The immune response secondary to inflammation that develops in acute pancreatitis plays an important role in the clinical course of the disease. This study aims to evaluate the changes in various cytokines and chemokines according to the severity of pancreatitis. Twenty-one female Wistar albino rats were divided into three equal groups. The control group received no intervention. Intraperitoneal cerulein was administered to the other groups once per hour for five hours at doses of 50 µg/kg and 80 µg/kg for the mild and severe pancreatitis groups, respectively.
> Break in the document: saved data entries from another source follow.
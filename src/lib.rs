//! # Entity Patch Library
//!
//! This library turns a tree of declarative configuration entities into JSON
//! patch operations, split by the external resource that owns each part of
//! the tree. It is used by the `entity-patch` command-line tool but can be
//! embedded in any application that builds entity trees of its own.
//!
//! ## Quick Example
//!
//! ```
//! use entity_patch::model::{Entity, NodeKind, RelationSlot, ResourceId};
//! use entity_patch::serialize;
//!
//! let item = NodeKind::new("Item").into_shared();
//! let root = NodeKind::new("Root")
//!     .with_slot(RelationSlot::many("items", "Item", "name"))
//!     .into_shared();
//!
//! let tree = Entity::builder(root)
//!     .resource("router")
//!     .field("name", "edge")
//!     .child("items", Entity::builder(item).field("name", "a").build().unwrap())
//!     .build()
//!     .unwrap();
//!
//! let ops = serialize::serialize_for_resource(&tree, &ResourceId::new("router")).unwrap();
//! assert_eq!(ops.len(), 2);
//! assert_eq!(ops[0].path, ".");
//! assert_eq!(ops[1].path, "items[name=a]");
//! ```
//!
//! ## Core Concepts
//!
//! - **Model (`model`)**: The [`model::ConfigNode`] capability and the owned
//!   [`model::Entity`] tree, with relation slots classified as anchors or chains.
//! - **Resolution (`resolve`)**: Finds the resource owning a node, inheriting
//!   from the nearest ancestor.
//! - **Paths (`path`)**: Builds `slot[field=value]` path expressions for anchors.
//! - **Serialization (`serialize`)**: Inline and resource-partitioned serializers.
//! - **Patches (`patch`)**: The operation type and a reference applier.
//! - **Schema and models (`schema`, `config`)**: YAML documents declaring node
//!   kinds and the instance trees built from them.

pub mod config;
pub mod error;
pub mod model;
pub mod patch;
pub mod path;
pub mod resolve;
pub mod schema;
pub mod serialize;

#[cfg(test)]
mod serialize_proptest;
//! # Error Handling
//!
//! This module defines the centralized error type for `entity-patch`. It uses
//! the `thiserror` library to derive a single `Error` enum covering every
//! failure the serializer, the schema compiler, the model loader and the patch
//! applier can report.
//!
//! ## Key Components
//!
//! - **`Error`**: The main enum. Each variant carries the context needed to
//!   locate the offending node, slot or path.
//!
//! - **`Result<T>`**: A type alias for `std::result::Result<T, Error>`.
//!
//! Every error raised while walking a tree is fatal for that call: the
//! serializers never return partial output. The variants fall in three groups:
//!
//! - Tree invariant violations: unresolved resources, duplicate or missing
//!   index values, cardinality violations, cycles and runaway depth.
//! - Input errors: schema definitions, model documents, patch paths.
//! - Wrapped I/O, YAML and JSON errors.

use thiserror::Error;

/// Main error type for entity-patch operations
#[derive(Error, Debug)]
pub enum Error {
    /// A node has no resource binding and no ancestor to inherit one from.
    #[error("Unresolved resource: node of kind '{node}' has no resource binding and nothing to inherit from")]
    UnresolvedResource { node: String },

    /// Two siblings of a `many` slot share the same index value, which makes
    /// their paths ambiguous.
    #[error("Duplicate index in slot '{slot}': more than one child has {index_field}={value}")]
    DuplicateIndex {
        slot: String,
        index_field: String,
        value: String,
    },

    /// A child of a `many` slot lacks the slot's index field.
    #[error("Missing index field in slot '{slot}': child has no '{index_field}' field")]
    MissingIndexField { slot: String, index_field: String },

    /// A single-valued slot holds the wrong number of children.
    #[error("Cardinality violation in slot '{slot}': expected {expected}, found {found} children")]
    Cardinality {
        slot: String,
        expected: String,
        found: usize,
    },

    /// A node was reached again while it was still being walked.
    #[error("Infinite recursion detected: {path}")]
    InfiniteRecursion { path: String },

    /// The walk went deeper than the configured limit.
    #[error("Maximum traversal depth of {limit} exceeded")]
    DepthExceeded { limit: usize },

    /// The node-kind schema is inconsistent.
    #[error("Schema error: {message}")]
    Schema { message: String },

    /// An error occurred while parsing a model document.
    ///
    /// This error includes the specific parsing issue and optionally a hint
    /// about how to fix it.
    #[error("Model parsing error: {message}{}", hint.as_ref().map(|h| format!("\n  hint: {}", h)).unwrap_or_default())]
    ConfigParse {
        message: String,
        /// Optional hint for how to fix the model document
        hint: Option<String>,
    },

    /// A patch operation could not be applied to a document.
    #[error("Patch error at '{path}': {message}")]
    Patch { path: String, message: String },

    /// An I/O error, wrapped from `std::io::Error`.
    #[error("I/O error: {0}")]
    Io(#[from] std::io::Error),

    /// A YAML parsing error, wrapped from `serde_yaml::Error`.
    #[error("YAML parsing error: {0}")]
    Yaml(#[from] serde_yaml::Error),

    /// A JSON error, wrapped from `serde_json::Error`.
    #[error("JSON error: {0}")]
    Json(#[from] serde_json::Error),
}

/// A convenient type alias for `Result<T, Error>`.
pub type Result<T> = std::result::Result<T, Error>;

#[cfg(test)]
mod tests {
    use super::*;

    #[test]
    fn test_error_display_unresolved_resource() {
        let error = Error::UnresolvedResource {
            node: "Test".to_string(),
        };
        let display = format!("{}", error);
        assert!(display.contains("Unresolved resource"));
        assert!(display.contains("'Test'"));
    }

    #[test]
    fn test_error_display_duplicate_index() {
        let error = Error::DuplicateIndex {
            slot: "many".to_string(),
            index_field: "name".to_string(),
            value: "a".to_string(),
        };
        let display = format!("{}", error);
        assert!(display.contains("Duplicate index"));
        assert!(display.contains("'many'"));
        assert!(display.contains("name=a"));
    }

    #[test]
    fn test_error_display_cardinality() {
        let error = Error::Cardinality {
            slot: "required".to_string(),
            expected: "exactly one".to_string(),
            found: 0,
        };
        let display = format!("{}", error);
        assert!(display.contains("Cardinality violation"));
        assert!(display.contains("expected exactly one, found 0"));
    }

    #[test]
    fn test_error_display_infinite_recursion() {
        let error = Error::InfiniteRecursion {
            path: "Item -> Item -> Item".to_string(),
        };
        let display = format!("{}", error);
        assert!(display.contains("Infinite recursion"));
        assert!(display.contains("Item -> Item -> Item"));
    }

    #[test]
    fn test_error_display_config_parse_with_hint() {
        let error = Error::ConfigParse {
            message: "Unknown relation 'childs'".to_string(),
            hint: Some("Declare the relation on the kind".to_string()),
        };
        let display = format!("{}", error);
        assert!(display.contains("Model parsing error"));
        assert!(display.contains("hint:"));
        assert!(display.contains("Declare the relation"));
    }

    #[test]
    fn test_error_display_config_parse_without_hint() {
        let error = Error::ConfigParse {
            message: "Unknown kind".to_string(),
            hint: None,
        };
        assert!(!format!("{}", error).contains("hint:"));
    }

    #[test]
    fn test_error_from_io_error() {
        let io_error = std::io::Error::new(std::io::ErrorKind::NotFound, "File not found");
        let error: Error = io_error.into();
        let display = format!("{}", error);
        assert!(display.contains("I/O error"));
        assert!(display.contains("File not found"));
    }

    #[test]
    fn test_error_from_yaml_error() {
        let yaml_str = "invalid: [unclosed";
        let yaml_error = serde_yaml::from_str::<serde_yaml::Value>(yaml_str).unwrap_err();
        let error: Error = yaml_error.into();
        assert!(format!("{}", error).contains("YAML parsing error"));
    }

    #[test]
    fn test_error_from_json_error() {
        let json_error = serde_json::from_str::<serde_json::Value>("{").unwrap_err();
        let error: Error = json_error.into();
        assert!(format!("{}", error).contains("JSON error"));
    }
}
The development of pancreatitis and its severity level were confirmed by histological evaluation after euthanization. Blood samples were taken from all rats to measure levels of Interleukin-10 (IL-10), Interferon gamma (IFN-γ), C-X-C Motif Chemokine Ligand 1 (CXCL-1), Monocyte Chemoattractant Protein-1 (MCP-1), Tumor Necrosis Factor alpha (TNF-α), Granulocyte-Macrophage Colony-Stimulating Factor (GM-CSF), IL-18, IL-12p70, IL-1β, IL-17A, IL-33, IL-1α, and IL-6. Additionally, the Schoenberg inflammation scores of pancreatic tissues were evaluated. The acute pancreatitis model was successfully induced in all cases within the study groups, according to histopathological examination. It was found that the levels of CXCL-1, MCP-1, and IL-6 were statistically significantly higher in rats with pancreatitis, with these parameters being elevated in the group with severe pancreatitis. In correlation analyses, MCP-1 and IL-6 showed a moderate correlation with the severity of pancreatitis. CXCL-1, MCP-1, and IL-6 exhibit predictive characteristics for the occurrence and clinical course of pancreatitis. Our results highlight the production and working pathways of these cytokines as potential targets for therapeutic intervention.